§ **ASSIGNED TASK**: Would you pull out every line of the material that contains the string "Creative"?

§ **EXCERPTED RECORDS**:
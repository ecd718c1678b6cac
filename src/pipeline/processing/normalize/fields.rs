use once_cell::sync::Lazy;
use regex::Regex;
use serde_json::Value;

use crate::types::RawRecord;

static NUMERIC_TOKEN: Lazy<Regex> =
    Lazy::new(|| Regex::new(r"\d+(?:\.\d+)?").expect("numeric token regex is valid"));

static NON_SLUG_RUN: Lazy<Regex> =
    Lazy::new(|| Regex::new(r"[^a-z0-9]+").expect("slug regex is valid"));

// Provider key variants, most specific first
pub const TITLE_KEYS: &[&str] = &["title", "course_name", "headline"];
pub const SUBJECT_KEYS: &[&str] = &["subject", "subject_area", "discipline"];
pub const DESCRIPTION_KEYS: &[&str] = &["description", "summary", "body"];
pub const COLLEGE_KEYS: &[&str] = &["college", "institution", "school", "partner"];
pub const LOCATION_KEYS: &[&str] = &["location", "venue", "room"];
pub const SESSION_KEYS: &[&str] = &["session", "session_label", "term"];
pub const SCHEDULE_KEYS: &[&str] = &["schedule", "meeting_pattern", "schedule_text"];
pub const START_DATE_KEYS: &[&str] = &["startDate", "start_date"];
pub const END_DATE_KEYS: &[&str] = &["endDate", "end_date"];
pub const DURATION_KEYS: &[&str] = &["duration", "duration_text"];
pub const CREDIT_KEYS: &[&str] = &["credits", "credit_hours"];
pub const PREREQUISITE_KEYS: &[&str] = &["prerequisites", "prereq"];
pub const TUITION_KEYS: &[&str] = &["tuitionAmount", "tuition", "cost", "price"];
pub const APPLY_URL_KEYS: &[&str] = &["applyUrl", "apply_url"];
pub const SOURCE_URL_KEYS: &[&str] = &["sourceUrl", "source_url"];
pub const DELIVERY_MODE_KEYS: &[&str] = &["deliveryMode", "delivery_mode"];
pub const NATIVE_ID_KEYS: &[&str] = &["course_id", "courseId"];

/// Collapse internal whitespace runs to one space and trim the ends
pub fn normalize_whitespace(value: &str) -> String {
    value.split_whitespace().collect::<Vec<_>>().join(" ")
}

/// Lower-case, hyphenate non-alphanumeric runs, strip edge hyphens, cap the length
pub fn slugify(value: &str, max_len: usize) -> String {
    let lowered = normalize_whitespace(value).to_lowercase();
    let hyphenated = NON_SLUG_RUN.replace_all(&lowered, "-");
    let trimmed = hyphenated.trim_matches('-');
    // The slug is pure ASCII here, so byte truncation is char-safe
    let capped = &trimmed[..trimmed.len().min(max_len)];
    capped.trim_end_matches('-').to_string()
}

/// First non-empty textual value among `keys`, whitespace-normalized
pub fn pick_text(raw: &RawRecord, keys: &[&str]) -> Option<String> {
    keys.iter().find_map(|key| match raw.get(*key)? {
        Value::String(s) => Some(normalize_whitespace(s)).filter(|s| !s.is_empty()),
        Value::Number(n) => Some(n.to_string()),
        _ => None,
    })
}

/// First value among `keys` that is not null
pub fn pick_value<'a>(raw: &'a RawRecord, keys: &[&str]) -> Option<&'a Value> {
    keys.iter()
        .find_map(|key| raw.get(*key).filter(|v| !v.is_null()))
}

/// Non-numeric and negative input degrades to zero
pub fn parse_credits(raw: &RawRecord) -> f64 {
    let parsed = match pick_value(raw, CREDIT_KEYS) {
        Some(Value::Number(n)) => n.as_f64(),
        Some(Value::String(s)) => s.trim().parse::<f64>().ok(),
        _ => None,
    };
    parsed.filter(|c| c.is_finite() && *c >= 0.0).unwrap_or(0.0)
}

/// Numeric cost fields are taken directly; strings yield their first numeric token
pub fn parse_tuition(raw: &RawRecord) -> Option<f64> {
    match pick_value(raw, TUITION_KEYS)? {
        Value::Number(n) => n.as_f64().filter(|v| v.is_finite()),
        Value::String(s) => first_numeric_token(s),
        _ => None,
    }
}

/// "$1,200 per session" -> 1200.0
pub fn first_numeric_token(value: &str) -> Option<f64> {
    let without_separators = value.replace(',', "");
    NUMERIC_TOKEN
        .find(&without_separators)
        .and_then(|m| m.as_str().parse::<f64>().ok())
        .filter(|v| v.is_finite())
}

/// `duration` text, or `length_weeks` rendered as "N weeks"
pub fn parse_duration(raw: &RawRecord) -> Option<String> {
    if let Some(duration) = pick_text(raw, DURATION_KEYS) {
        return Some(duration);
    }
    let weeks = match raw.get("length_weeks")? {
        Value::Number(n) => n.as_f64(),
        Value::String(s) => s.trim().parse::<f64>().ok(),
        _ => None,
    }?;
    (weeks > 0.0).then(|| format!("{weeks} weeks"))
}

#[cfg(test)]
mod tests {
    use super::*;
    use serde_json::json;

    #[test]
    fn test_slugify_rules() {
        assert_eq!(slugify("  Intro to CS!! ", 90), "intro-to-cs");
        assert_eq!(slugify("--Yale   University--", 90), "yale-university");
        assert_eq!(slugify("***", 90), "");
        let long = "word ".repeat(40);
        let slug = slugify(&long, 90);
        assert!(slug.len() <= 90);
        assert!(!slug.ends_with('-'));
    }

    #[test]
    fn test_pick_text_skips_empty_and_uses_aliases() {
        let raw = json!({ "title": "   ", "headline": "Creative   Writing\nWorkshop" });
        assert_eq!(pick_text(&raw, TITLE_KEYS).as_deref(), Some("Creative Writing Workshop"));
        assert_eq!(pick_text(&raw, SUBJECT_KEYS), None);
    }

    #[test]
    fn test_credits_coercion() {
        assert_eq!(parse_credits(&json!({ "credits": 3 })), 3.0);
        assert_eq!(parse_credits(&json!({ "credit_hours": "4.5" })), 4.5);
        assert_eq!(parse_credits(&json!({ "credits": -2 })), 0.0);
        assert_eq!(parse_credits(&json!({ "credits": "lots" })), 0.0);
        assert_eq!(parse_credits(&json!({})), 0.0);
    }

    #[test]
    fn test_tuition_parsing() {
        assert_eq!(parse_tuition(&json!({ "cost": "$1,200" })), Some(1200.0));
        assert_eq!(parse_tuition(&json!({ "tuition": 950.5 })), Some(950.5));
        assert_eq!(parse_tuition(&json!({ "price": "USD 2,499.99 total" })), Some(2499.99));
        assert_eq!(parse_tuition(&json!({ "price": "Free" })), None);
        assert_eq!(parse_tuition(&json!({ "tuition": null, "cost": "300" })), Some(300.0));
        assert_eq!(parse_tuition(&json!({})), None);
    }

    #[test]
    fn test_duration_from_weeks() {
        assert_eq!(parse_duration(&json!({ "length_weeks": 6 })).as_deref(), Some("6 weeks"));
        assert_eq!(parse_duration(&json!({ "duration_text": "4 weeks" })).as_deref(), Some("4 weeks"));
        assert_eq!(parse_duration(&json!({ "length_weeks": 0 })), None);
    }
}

§ **TASK RESPONSE**:
        let raw = json!({ "title": "   ", "headline": "Creative   Writing\nWorkshop" });
        assert_eq!(pick_text(&raw, TITLE_KEYS).as_deref(), Some("Creative Writing Workshop"));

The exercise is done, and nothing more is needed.